Ia menggiling sendiri semua bahan baku, memasukkan dalam kemasan plastik, mengikatnya, lantas menitipkan ke beberapa pedagang di pasar maupun tukang jamu di Kota Wates.
Seketika laris jelang lebaran. Ia bisa menghasilkan Rp 350.000 dalam satu hari.
Tutik terus menekuni bisnis ini sampai sekarang. Pendapatan dapurnya berkali lipat ketika musim hari raya berikutnya, baik Idul Fitri maupun Idul Adha.
Baca juga: Kisah Darsini, Ibu yang Jadi Viral karena Sang Anak Tulis Surat ke Ganjar
Bisnisnya pun berkembang luas.
“Saya juga tidak hanya menjual bumbu. Saya ini juga jual sayur matang bungkusan. Saya titip ke penjual-penjual di pasar,” katanya.

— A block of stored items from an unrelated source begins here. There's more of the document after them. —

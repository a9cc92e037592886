//! Call-site resolution: one invocation to the set of methods it may run.
//!
//! A pure function of the call site and the frozen indices. Receiver types
//! come from the constraint engine; the catalog supplies the members each
//! runtime type sees; overloads are filtered by arity and argument
//! compatibility and then by most-specific formal parameters.

use std::collections::{BTreeSet, HashMap};

use tracing::trace;

use crate::analysis::constraints::{TypeConstraintSet, Value};
use crate::indexer::hierarchy::HierarchyIndex;
use crate::indexer::program::Program;
use crate::models::{DeclarationKind, JType, MethodInfo, Origin, Primitive, Signature, TypeDesc, OBJECT};

/// How the receiver of a call site is known.
#[derive(Clone, Debug)]
pub enum SiteReceiver {
    /// Virtual dispatch over the runtime types in `set`.
    Instance {
        set: TypeConstraintSet,
        static_ty: Option<JType>,
    },
    /// `super.m()` or `Iface.super.m()`: exactly the member `ty` sees.
    Super { ty: JType },
    /// `Type.m()` or an unqualified call from a static context.
    Static { ty: String },
    /// `new T(...)`, `this(...)`, `super(...)`.
    Constructor { ty: String },
}

#[derive(Clone, Debug)]
pub struct CallSite {
    pub caller: Signature,
    pub line: usize,
    pub name: String,
    pub receiver: SiteReceiver,
    pub args: Vec<Value>,
}

/// A resolved callee with the type-variable bindings seen at the site.
#[derive(Clone, Debug)]
pub struct Resolution<'p> {
    pub method: &'p MethodInfo,
    pub bindings: HashMap<String, JType>,
}

/// Every method `site` may invoke, sorted by signature.
pub fn resolve<'p>(program: &'p Program, site: &CallSite) -> Vec<Resolution<'p>> {
    let hierarchy = &program.hierarchy;
    let catalog = &program.catalog;
    let mut found: Vec<Resolution<'p>> = Vec::new();

    match &site.receiver {
        SiteReceiver::Constructor { ty } => match hierarchy.get(ty) {
            // An anonymous class's synthesized constructor forwards its
            // arguments to the superclass constructor.
            Some(node) if node.kind == DeclarationKind::Anonymous => {
                found.extend(catalog.constructors(ty).iter().map(|method| Resolution {
                    method,
                    bindings: HashMap::new(),
                }));
                if let (Some(sup), true) = (&node.superclass, node.interfaces.is_empty()) {
                    let view = JType::with_args(
                        TypeDesc::reference(sup.as_str()),
                        node.super_args.get(sup).cloned().unwrap_or_default(),
                    );
                    let candidates: Vec<&MethodInfo> = catalog.constructors(sup).iter().collect();
                    found.extend(select(hierarchy, &candidates, &site.args, &view));
                }
            }
            _ => {
                let view = JType::reference(ty.as_str());
                let candidates: Vec<&MethodInfo> = catalog.constructors(ty).iter().collect();
                found.extend(select(hierarchy, &candidates, &site.args, &view));
            }
        },
        SiteReceiver::Super { ty } => {
            if let Some(name) = ty.reference_name() {
                let candidates: Vec<&MethodInfo> = catalog.methods_named(name, &site.name).collect();
                found.extend(select(hierarchy, &candidates, &site.args, ty));
            }
        }
        SiteReceiver::Static { ty } => {
            let view = JType::reference(ty.as_str());
            let candidates: Vec<&MethodInfo> = catalog.methods_named(ty, &site.name).collect();
            found.extend(select(hierarchy, &candidates, &site.args, &view));
        }
        SiteReceiver::Instance { set, static_ty } => {
            let Some(types) = receiver_types(hierarchy, set, static_ty.as_ref()) else {
                return Vec::new();
            };
            for runtime in &types {
                let mut candidates: Vec<&MethodInfo> = catalog.methods_named(runtime, &site.name).collect();
                if candidates.is_empty() && hierarchy.get(runtime).is_some_and(|n| n.is_interface()) {
                    candidates = catalog.methods_named(OBJECT, &site.name).collect();
                }
                let view = static_ty.clone().unwrap_or_else(|| JType::reference(runtime.as_str()));
                found.extend(select(hierarchy, &candidates, &site.args, &view));
            }
            if set.is_unresolved() || set.is_empty() {
                expand_overrides(program, &mut found);
            }
        }
    }

    let resolved = finish(found);
    trace!(
        caller = %site.caller,
        line = site.line,
        name = %site.name,
        callees = resolved.len(),
        "call site resolved"
    );
    resolved
}

/// Targets of a method reference: every method named `name` on the
/// receiver, whatever its arity.
pub fn resolve_reference<'p>(program: &'p Program, receiver: &SiteReceiver, name: &str) -> Vec<Resolution<'p>> {
    let hierarchy = &program.hierarchy;
    let catalog = &program.catalog;
    let unbound = |method: &'p MethodInfo| Resolution {
        method,
        bindings: HashMap::new(),
    };
    let mut found: Vec<Resolution<'p>> = Vec::new();
    match receiver {
        SiteReceiver::Constructor { ty } => found.extend(catalog.constructors(ty).iter().map(unbound)),
        SiteReceiver::Static { ty } => found.extend(catalog.methods_named(ty, name).map(unbound)),
        SiteReceiver::Super { ty } => {
            if let Some(ty) = ty.reference_name() {
                found.extend(catalog.methods_named(ty, name).map(unbound));
            }
        }
        SiteReceiver::Instance { set, static_ty } => {
            let Some(types) = receiver_types(hierarchy, set, static_ty.as_ref()) else {
                return Vec::new();
            };
            for runtime in &types {
                found.extend(catalog.methods_named(runtime, name).map(unbound));
            }
            if set.is_unresolved() || set.is_empty() {
                expand_overrides(program, &mut found);
            }
        }
    }
    finish(found)
}

/// Runtime types to dispatch over. `None` when the receiver is known to be
/// empty (`null`).
fn receiver_types(
    hierarchy: &HierarchyIndex,
    set: &TypeConstraintSet,
    static_ty: Option<&JType>,
) -> Option<BTreeSet<String>> {
    if !set.is_empty() {
        return Some(set.types().clone());
    }
    if !set.is_unresolved() {
        return None;
    }
    static_ty
        .and_then(JType::reference_name)
        .map(|name| hierarchy.cha(name))
}

/// Add every override of each dispatched callee along its declaring type's
/// subtypes.
fn expand_overrides<'p>(program: &'p Program, found: &mut Vec<Resolution<'p>>) {
    let mut extra: Vec<Resolution<'p>> = Vec::new();
    for resolution in found.iter().filter(|r| r.method.is_dispatched()) {
        for method in program.catalog.overriders(&program.hierarchy, resolution.method) {
            extra.push(Resolution {
                method,
                bindings: resolution.bindings.clone(),
            });
        }
    }
    found.extend(extra);
}

/// Drop abstract declarations shadowed by a concrete callee, then sort and
/// deduplicate.
fn finish(mut found: Vec<Resolution<'_>>) -> Vec<Resolution<'_>> {
    if found.iter().any(|r| !r.method.is_abstract) {
        found.retain(|r| !r.method.is_abstract);
    }
    found.sort_by(|a, b| a.method.signature.cmp(&b.method.signature));
    found.dedup_by(|a, b| a.method.signature == b.method.signature);
    found
}

/// Applicable candidates, reduced to the most specific ones.
fn select<'p>(
    hierarchy: &HierarchyIndex,
    candidates: &[&'p MethodInfo],
    args: &[Value],
    view: &JType,
) -> Vec<Resolution<'p>> {
    let applicable: Vec<Resolution<'p>> = candidates
        .iter()
        .filter(|m| arity_matches(m, args.len()))
        .filter_map(|m| {
            let bindings = hierarchy.type_args_for(view, m.declaring());
            applicable(hierarchy, m, args, &bindings).then(|| Resolution { method: *m, bindings })
        })
        .collect();

    let chosen: Vec<Resolution<'p>> = applicable
        .iter()
        .filter(|a| {
            !applicable.iter().any(|b| {
                b.method.signature != a.method.signature
                    && more_specific(hierarchy, b.method, a.method)
                    && !more_specific(hierarchy, a.method, b.method)
            })
        })
        .cloned()
        .collect();

    chosen
        .into_iter()
        .map(|mut r| {
            infer_method_type_args(r.method, args, &mut r.bindings);
            r
        })
        .collect()
}

fn arity_matches(method: &MethodInfo, count: usize) -> bool {
    let arity = method.arity();
    if method.is_varargs {
        count + 1 >= arity
    } else {
        count == arity
    }
}

fn applicable(
    hierarchy: &HierarchyIndex,
    method: &MethodInfo,
    args: &[Value],
    bindings: &HashMap<String, JType>,
) -> bool {
    let params = &method.generic_params;
    let last = params.len().saturating_sub(1);
    args.iter().enumerate().all(|(i, arg)| {
        if method.is_varargs && i >= last {
            let Some(array) = params.last() else {
                return false;
            };
            let array = array.substitute(bindings);
            let direct = args.len() == params.len() && value_assignable(hierarchy, arg, &array.desc);
            let spread = array
                .element()
                .is_some_and(|e| value_assignable(hierarchy, arg, &e.desc));
            direct || spread
        } else {
            params
                .get(i)
                .is_some_and(|p| value_assignable(hierarchy, arg, &p.substitute(bindings).desc))
        }
    })
}

/// Unknown arguments (lambdas, `null`, failed lookups) match anything.
fn value_assignable(hierarchy: &HierarchyIndex, arg: &Value, param: &TypeDesc) -> bool {
    match &arg.ty {
        Some(ty) => assignable(hierarchy, &ty.desc, param),
        None => true,
    }
}

/// Method invocation conversion: identity, widening, boxing, unboxing.
pub fn assignable(hierarchy: &HierarchyIndex, from: &TypeDesc, to: &TypeDesc) -> bool {
    match (from, to) {
        (TypeDesc::TypeVar(_), _) | (_, TypeDesc::TypeVar(_)) => true,
        (TypeDesc::Primitive(a), TypeDesc::Primitive(b)) => a.widens_to(*b),
        (TypeDesc::Primitive(a), TypeDesc::Reference(r)) => {
            a.boxed().is_some_and(|boxed| hierarchy.is_subtype(boxed, r))
        }
        (TypeDesc::Reference(r), TypeDesc::Primitive(b)) => {
            Primitive::unboxed(r).is_some_and(|a| a.widens_to(*b))
        }
        (TypeDesc::Reference(a), TypeDesc::Reference(b)) => {
            hierarchy.is_subtype(a, b) || is_opaque(hierarchy, a) || is_opaque(hierarchy, b)
        }
        (TypeDesc::Array(_), TypeDesc::Reference(r)) => {
            r == OBJECT || r == "java.lang.Cloneable" || r == "java.io.Serializable"
        }
        (TypeDesc::Array(x), TypeDesc::Array(y)) => match (&**x, &**y) {
            (TypeDesc::Primitive(p), TypeDesc::Primitive(q)) => p == q,
            (x, y) => assignable(hierarchy, x, y),
        },
        _ => false,
    }
}

/// Types with no known hierarchy cannot rule a candidate out.
fn is_opaque(hierarchy: &HierarchyIndex, name: &str) -> bool {
    !hierarchy.get(name).is_some_and(|n| n.origin != Origin::Dangling)
}

/// `a` is at least as specific as `b` at every parameter position.
fn more_specific(hierarchy: &HierarchyIndex, a: &MethodInfo, b: &MethodInfo) -> bool {
    let pa = a.signature.params();
    let pb = b.signature.params();
    pa.len() == pb.len() && pa.iter().zip(pb).all(|(x, y)| assignable(hierarchy, x, y))
}

/// Bind the method's own type parameters from argument static types.
fn infer_method_type_args(method: &MethodInfo, args: &[Value], bindings: &mut HashMap<String, JType>) {
    if method.type_params.is_empty() {
        return;
    }
    let vars: Vec<&str> = method.type_params.iter().map(|p| p.name.as_str()).collect();
    for (param, arg) in method.generic_params.iter().zip(args) {
        if let Some(actual) = &arg.ty {
            unify(param, actual, &vars, bindings);
        }
    }
}

fn unify(pattern: &JType, actual: &JType, vars: &[&str], bindings: &mut HashMap<String, JType>) {
    match &pattern.desc {
        TypeDesc::TypeVar(name) if vars.contains(&name.as_str()) => {
            let bound = match &actual.desc {
                TypeDesc::Primitive(p) => match p.boxed() {
                    Some(boxed) => JType::reference(boxed),
                    None => return,
                },
                _ => actual.clone(),
            };
            bindings.entry(name.clone()).or_insert(bound);
        }
        TypeDesc::Array(_) => {
            if let (Some(p), Some(a)) = (pattern.element(), actual.element()) {
                unify(&p, &a, vars, bindings);
            }
        }
        _ => {
            if pattern.args.len() == actual.args.len() {
                for (p, a) in pattern.args.iter().zip(&actual.args) {
                    unify(p, a, vars, bindings);
                }
            }
        }
    }
}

Tutik mengaku tidak berpuas diri atas hasil racikannya. Ia menginginkan bumbu dengan cita rasa kuat.
Sambil memproduksi bumbu dan masakan, ia terus menambah referensi rasa terbaik dengan mencoba makanan apapun.

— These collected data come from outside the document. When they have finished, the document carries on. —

//! The frozen whole-program view shared by every analysis worker.
//!
//! Built once, sequentially: bind every declaration into a [`TypeNode`],
//! index the hierarchy, build the catalog, and map each method signature to
//! the body that implements it.

use std::collections::HashMap;

use indexmap::IndexMap;
use tracing::{info, warn};

use crate::errors::CgResult;
use crate::indexer::binding::{lexical_chain, TypeNames, UnitScope};
use crate::indexer::catalog::SignatureCatalog;
use crate::indexer::hierarchy::{CyclePolicy, HierarchyIndex};
use crate::indexer::syntax::{CompilationUnit, MethodDeclKind, TypeDecl, TypeRef};
use crate::library::LibrarySpec;
use crate::models::{
    DeclarationKind, FieldInfo, JType, MethodInfo, MethodKind, Origin, Signature, TypeDesc,
    TypeNode, TypeParam, OBJECT, STRING,
};

/// A lowered unit with its import table.
#[derive(Debug)]
pub struct ParsedUnit {
    pub unit: CompilationUnit,
    pub scope: UnitScope,
}

#[derive(Clone, Copy, Debug, PartialEq, Eq, Hash)]
pub struct DeclRef {
    pub unit: usize,
    pub index: usize,
}

/// Which piece of a declaration implements a signature.
#[derive(Clone, Copy, Debug, PartialEq, Eq)]
pub enum BodyKind {
    /// Index into `TypeDecl::methods`.
    Declared(usize),
    /// Synthesized no-arg constructor: implicit `super()`, then instance
    /// initialization.
    DefaultConstructor,
    /// Static field initializers and static blocks.
    StaticInit,
}

#[derive(Debug)]
pub struct Program {
    pub units: Vec<ParsedUnit>,
    pub names: TypeNames,
    pub hierarchy: HierarchyIndex,
    pub catalog: SignatureCatalog,
    decls: HashMap<String, DeclRef>,
    bodies: HashMap<Signature, (DeclRef, BodyKind)>,
    by_type: HashMap<String, Vec<Signature>>,
}

impl Program {
    pub fn build(units: Vec<CompilationUnit>, library: &LibrarySpec, policy: CyclePolicy) -> CgResult<Self> {
        let library_nodes = library.type_nodes()?;
        let mut names = TypeNames::new(library_nodes.iter().map(|n| n.name.clone()));
        let mut kinds: HashMap<String, DeclarationKind> =
            library_nodes.iter().map(|n| (n.name.clone(), n.kind)).collect();

        let mut decls: HashMap<String, DeclRef> = HashMap::new();
        for (unit_index, unit) in units.iter().enumerate() {
            for (index, decl) in unit.types.iter().enumerate() {
                if let Some(existing) = decls.get(&decl.name) {
                    warn!(
                        type_name = %decl.name,
                        file = %unit.path.display(),
                        first = %units[existing.unit].path.display(),
                        "duplicate type declaration ignored"
                    );
                    continue;
                }
                decls.insert(decl.name.clone(), DeclRef { unit: unit_index, index });
                names.insert(decl.name.clone());
                kinds.insert(decl.name.clone(), decl.kind);
            }
        }

        let units: Vec<ParsedUnit> = units
            .into_iter()
            .map(|unit| ParsedUnit {
                scope: UnitScope::new(&unit),
                unit,
            })
            .collect();

        let mut ordered: Vec<(&String, &DeclRef)> = decls.iter().collect();
        ordered.sort_by(|a, b| a.0.cmp(b.0));
        let mut nodes = library_nodes;
        for (_, decl_ref) in ordered {
            nodes.push(source_type_node(&units, &decls, &names, &kinds, *decl_ref));
        }

        let hierarchy = HierarchyIndex::build(nodes, policy)?;
        let catalog = SignatureCatalog::build(&hierarchy);

        let mut bodies = HashMap::new();
        let mut by_type: HashMap<String, Vec<Signature>> = HashMap::new();
        for (name, decl_ref) in &decls {
            let decl = &units[decl_ref.unit].unit.types[decl_ref.index];
            let Some(node) = hierarchy.get(name) else {
                continue;
            };
            for (index, method) in decl.methods.iter().enumerate() {
                if method.body.is_none() {
                    continue;
                }
                if let Some(info) = node.methods.get(index) {
                    bodies.insert(info.signature.clone(), (*decl_ref, BodyKind::Declared(index)));
                }
            }
            if let Some(ctor) = catalog.constructors(name).iter().find(|c| c.is_synthetic) {
                bodies.insert(ctor.signature.clone(), (*decl_ref, BodyKind::DefaultConstructor));
            }
            let has_static_init = decl.initializers.iter().any(|i| i.is_static)
                || decl.fields.iter().any(|f| f.is_static && f.init.is_some());
            if has_static_init {
                bodies.insert(Signature::static_init(name), (*decl_ref, BodyKind::StaticInit));
            }
        }
        for signature in bodies.keys() {
            by_type
                .entry(signature.declaring().to_string())
                .or_default()
                .push(signature.clone());
        }
        for signatures in by_type.values_mut() {
            signatures.sort();
        }

        info!(
            units = units.len(),
            source_types = decls.len(),
            indexed_types = hierarchy.len(),
            methods = catalog.method_count(),
            "program indexed"
        );

        Ok(Program {
            units,
            names,
            hierarchy,
            catalog,
            decls,
            bodies,
            by_type,
        })
    }

    pub fn decl(&self, decl_ref: DeclRef) -> &TypeDecl {
        &self.units[decl_ref.unit].unit.types[decl_ref.index]
    }

    pub fn decl_ref(&self, type_name: &str) -> Option<DeclRef> {
        self.decls.get(type_name).copied()
    }

    pub fn source_decl(&self, type_name: &str) -> Option<&TypeDecl> {
        self.decl_ref(type_name).map(|r| self.decl(r))
    }

    /// Whether `decl_ref` is the declaration that won for its name.
    pub fn owns(&self, decl_ref: DeclRef) -> bool {
        self.decls.get(&self.decl(decl_ref).name) == Some(&decl_ref)
    }

    pub fn body_of(&self, signature: &Signature) -> Option<(DeclRef, BodyKind)> {
        self.bodies.get(signature).copied()
    }

    /// Every body declared directly in `type_name`, sorted.
    pub fn type_bodies(&self, type_name: &str) -> &[Signature] {
        self.by_type.get(type_name).map(Vec::as_slice).unwrap_or(&[])
    }

    pub fn source_type_count(&self) -> usize {
        self.decls.len()
    }

    pub fn body_count(&self) -> usize {
        self.bodies.len()
    }

    /// Signatures of every body declared in `unit`.
    pub fn unit_bodies(&self, unit: usize) -> Vec<(Signature, DeclRef, BodyKind)> {
        let mut found: Vec<(Signature, DeclRef, BodyKind)> = self
            .bodies
            .iter()
            .filter(|(_, (decl_ref, _))| decl_ref.unit == unit)
            .map(|(sig, (decl_ref, kind))| (sig.clone(), *decl_ref, *kind))
            .collect();
        found.sort_by(|a, b| a.0.cmp(&b.0));
        found
    }

    /// Catalog entry for `TypeDecl::methods[index]` of `type_name`.
    pub fn method_info(&self, type_name: &str, index: usize) -> Option<&MethodInfo> {
        self.hierarchy.get(type_name).and_then(|n| n.methods.get(index))
    }

    /// Type variables visible inside `type_name`: its own parameters and
    /// those of its lexically enclosing types.
    pub fn type_vars(&self, type_name: &str) -> Vec<String> {
        scope_type_vars(&self.units, &self.decls, type_name)
    }

    pub fn bind(&self, unit: usize, ty: &TypeRef, current: &str, vars: &[String]) -> JType {
        self.units[unit].scope.bind(&self.names, ty, Some(current), vars)
    }
}

fn scope_type_vars(units: &[ParsedUnit], decls: &HashMap<String, DeclRef>, type_name: &str) -> Vec<String> {
    let mut vars = Vec::new();
    for owner in lexical_chain(type_name) {
        if let Some(r) = decls.get(owner) {
            let decl = &units[r.unit].unit.types[r.index];
            vars.extend(decl.type_params.iter().map(|p| p.name.clone()));
        }
    }
    vars
}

Itulah mengapa bumbu miliknya memiliki ciri khas yang berbeda dengan lainnya.
Misal, kata Tutik, yang membedakan bumbu rendang adalah rempah rempahnya, karena harus ada kaskas, jinten manis, kapulaga jawa dan ragam bumbu yang umum harus tetap dipakai.
"Karena ada yang membikin bumbu rendang pokoknya ada pekak. Tapi saya tidak," katanya.
Perjalanan waktu, ia malah bertambah gemuk karena kebiasaan itu.
Baca juga: Kisah Perempuan Korban Pengantin Pesanan di China, Disiksa Saat Hamil hingga Lapor Polisi via FB
“Berat badan saya pernah sampai 115 kilogram. Saya mencoba semua makanan enak untuk mendapatkan komposisi bahan baku pada bumbu sehingga menghasilkan rasa yang pas,” kata Tutik.
Bisnis Tutik terus tumbuh dan bertahan hingga kini. Ia membangun jualan bumbu bersama sang suami Simron Guswanto, 42.
Dapur kecilnya mampu mempekerjakan 4 karyawan. Ketiga anaknya kadang ikut membantu di saat waktu luang.
Tidak ada yang instan. Tutik bersama Simron, suaminya, melewati perjalanan jatuh bangun usaha sebelum terjun ke dunia bumbu masakan. Sebelum itu, keduanya hanyalah penjual ayam bakar di Yogyakarta.